With an average recurrence interval of roughly 40 years, the timing is now right to drill, instrument and record data of unrivalled importance before, during and after the next megathrust earthquake in this region.
Because the subduction of young, rejuvenated and thickened lithosphere, the megathrust surface is unusually shallow. As a consequence, the plate interface beneath the peninsula lies just 4-8 km beneath land. This shallow depth and record of large quakes makes drilling possible and instrumentation fruitful.

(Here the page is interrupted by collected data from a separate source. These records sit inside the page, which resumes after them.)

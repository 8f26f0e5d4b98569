//! Configuration types
//!
//! Zone layouts and animation settings, storable as postcard binary data
//! when the `serde` feature is enabled.

#[cfg(feature = "serde")]
pub mod codec;
pub mod types;

pub use types::*;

Geodetic observations indicate that the subduction interface is locked beneath the peninsula (Kobayashi et al., 2014) (Figure 3). The surface geology has been mapped to a large extent based on continuous shoreline exposures and observations in bedrock rivers that incise in response to rapid uplift. These uplift rates have been quantified for the Quaternary (the past million years) using marine terraces and their associated sedimentary cover. A series of trench-parallel, landward-dipping reverse faults have been mapped on the peninsula, which could represent splay faults and fluid conduits, similar to those imaged offshore Nankai, Japan, site of a great earthquake sequence in 1944-1946. All of this makes the Osa Peninsula an ideal site to compare with very important results that are currently obtained in the Nankai Trough. Since the trench is only 15-30 km from the SW coastline of Osa Peninsula, submarine cables with seafloor instrumentation, power and data transmission can be deployed and tight to borehole instrumentation, at a much lower cost than in other subduction zones.

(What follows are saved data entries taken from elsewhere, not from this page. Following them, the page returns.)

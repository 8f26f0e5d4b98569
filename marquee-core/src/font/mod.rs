//! Character resolution
//!
//! A zone looks up glyphs in its own user character table first and falls
//! back to the surface font.

mod glyph;
mod user_chars;

pub use glyph::{Glyph, GLYPH_COLUMNS};
pub use user_chars::{UserChar, UserChars, MAX_USER_CHARS};

use crate::traits::{FontData, MatrixSurface};

/// Per-zone glyph source: user overrides plus an optional font selection
#[derive(Debug, Clone, Default)]
pub struct GlyphSource<'a> {
    user: UserChars<'a>,
    font: Option<FontData>,
}

impl<'a> GlyphSource<'a> {
    /// Create a source using the surface's built-in font and no overrides
    pub const fn new() -> Self {
        Self {
            user: UserChars::new(),
            font: None,
        }
    }

    /// Font selected for this zone (`None` = surface default)
    pub fn font(&self) -> Option<FontData> {
        self.font
    }

    /// Select the font for this zone
    pub fn set_font(&mut self, font: Option<FontData>) {
        self.font = font;
    }

    /// User character overrides
    pub fn user_chars(&self) -> &UserChars<'a> {
        &self.user
    }

    /// Mutable access to the user character overrides
    pub fn user_chars_mut(&mut self) -> &mut UserChars<'a> {
        &mut self.user
    }

    /// Resolve `code` into `buf`, returning the number of columns written
    ///
    /// User overrides win over the font. The zone font is selected on the
    /// surface before delegating so zones with different fonts can share it.
    pub fn resolve<S: MatrixSurface + ?Sized>(
        &self,
        surface: &mut S,
        code: u8,
        buf: &mut [u8],
    ) -> usize {
        if let Some(len) = self.user.copy_glyph(code, buf) {
            return len;
        }

        surface.set_font(self.font);
        surface.get_char(code, buf).min(buf.len())
    }
}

Drilling and instrumenting the hole with seismometers, strainmeters, tiltmeters, fluid samplers and fluid flow meters, among other instruments, would establish the relationship between surface geology, subsurface, upper plate structure, surface deformation and the characteristics of the locked interface. We noted that there are signals only detectable by borehole observatories. The integration of these datasets would be an unprecedented opportunity to relate continuous processes such as strain accumulation and seismic slip with the longer-term evolution of the margin that manifests as upper plate deformation, and permanent uplift. This will be a chance to contribute to the international efforts carried out all over the world, as part of a global network of observatories to understand the genesis of large and destructive earthquakes, to help estimate the seismic hazards and therefore contribute to the reduction of their potential damage.
Large efforts have been invested in trying to drill to the source of large subduction earthquakes. Since most of these seismogenic zones are located offshore and deeper than current ‘non-riser’ and ‘riser’ drilling technology, very few subduction zone candidates exist where this goal can be achieved.

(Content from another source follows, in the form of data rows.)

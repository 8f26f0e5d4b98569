//! Character cursor over a zone's text
//!
//! Text is a borrowed byte slice that ends at the first NUL byte or at the
//! end of the slice, whichever comes first.

/// Direction of travel through the text
#[derive(Debug, Clone, Copy, PartialEq, Eq, Default)]
#[cfg_attr(feature = "defmt", derive(defmt::Format))]
pub enum Traversal {
    /// First character to last
    #[default]
    Forward,
    /// Last character to first
    Backward,
}

/// Number of characters before the terminator
pub fn text_len(text: &[u8]) -> usize {
    text.iter().position(|&c| c == 0).unwrap_or(text.len())
}

/// Position in the text with one-step end-of-text lookahead
#[derive(Debug, Clone, Copy, PartialEq, Eq)]
#[cfg_attr(feature = "defmt", derive(defmt::Format))]
pub struct CharCursor {
    pos: usize,
    end_of_text: bool,
    traversal: Traversal,
}

impl Default for CharCursor {
    fn default() -> Self {
        Self::new()
    }
}

impl CharCursor {
    /// Create a cursor that has not started
    pub const fn new() -> Self {
        Self {
            pos: 0,
            end_of_text: true,
            traversal: Traversal::Forward,
        }
    }

    /// Check if the last character has been consumed
    pub fn is_end_of_text(&self) -> bool {
        self.end_of_text
    }

    /// Current direction of travel
    pub fn traversal(&self) -> Traversal {
        self.traversal
    }

    /// Restart at the first character in the direction of travel
    ///
    /// Returns `None` and flags end of text when the text is empty.
    pub fn first(&mut self, text: &[u8], traversal: Traversal) -> Option<u8> {
        self.traversal = traversal;
        let len = text_len(text);
        if len == 0 {
            self.end_of_text = true;
            return None;
        }

        self.pos = match traversal {
            Traversal::Forward => 0,
            Traversal::Backward => len - 1,
        };
        self.end_of_text = false;
        self.advance(text)
    }

    /// Consume the next character
    ///
    /// Returns `None` once the end of text was flagged.
    pub fn next(&mut self, text: &[u8]) -> Option<u8> {
        if self.end_of_text {
            return None;
        }
        self.advance(text)
    }

    fn advance(&mut self, text: &[u8]) -> Option<u8> {
        let code = match text.get(self.pos) {
            Some(&c) if c != 0 => c,
            _ => {
                self.end_of_text = true;
                return None;
            }
        };

        match self.traversal {
            Traversal::Forward => {
                self.pos += 1;
                self.end_of_text = text.get(self.pos).map_or(true, |&c| c == 0);
            }
            Traversal::Backward => {
                if self.pos == 0 {
                    self.end_of_text = true;
                } else {
                    self.pos -= 1;
                }
            }
        }
        Some(code)
    }
}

Even at these offshore locations, the cost and time required to drill them are extremely large.
Furthermore, strong ocean currents can cause an interruption in drilling operations for a large part of the year and therefore require the drilling vessel to transit to the site many times, which further increases the cost. On the other hand, drilling a 6-8 km hole on land would cost roughly US$10-$30 million dollars and could be completed in less than 6 months.
We welcome inquiries from scientists and institutions for such an ambitious yet discounted project. Resources from ICDP, national funding agencies, and potentially other foundations could be leveraged to take advantage of this unique tectonic and temporal opportunity.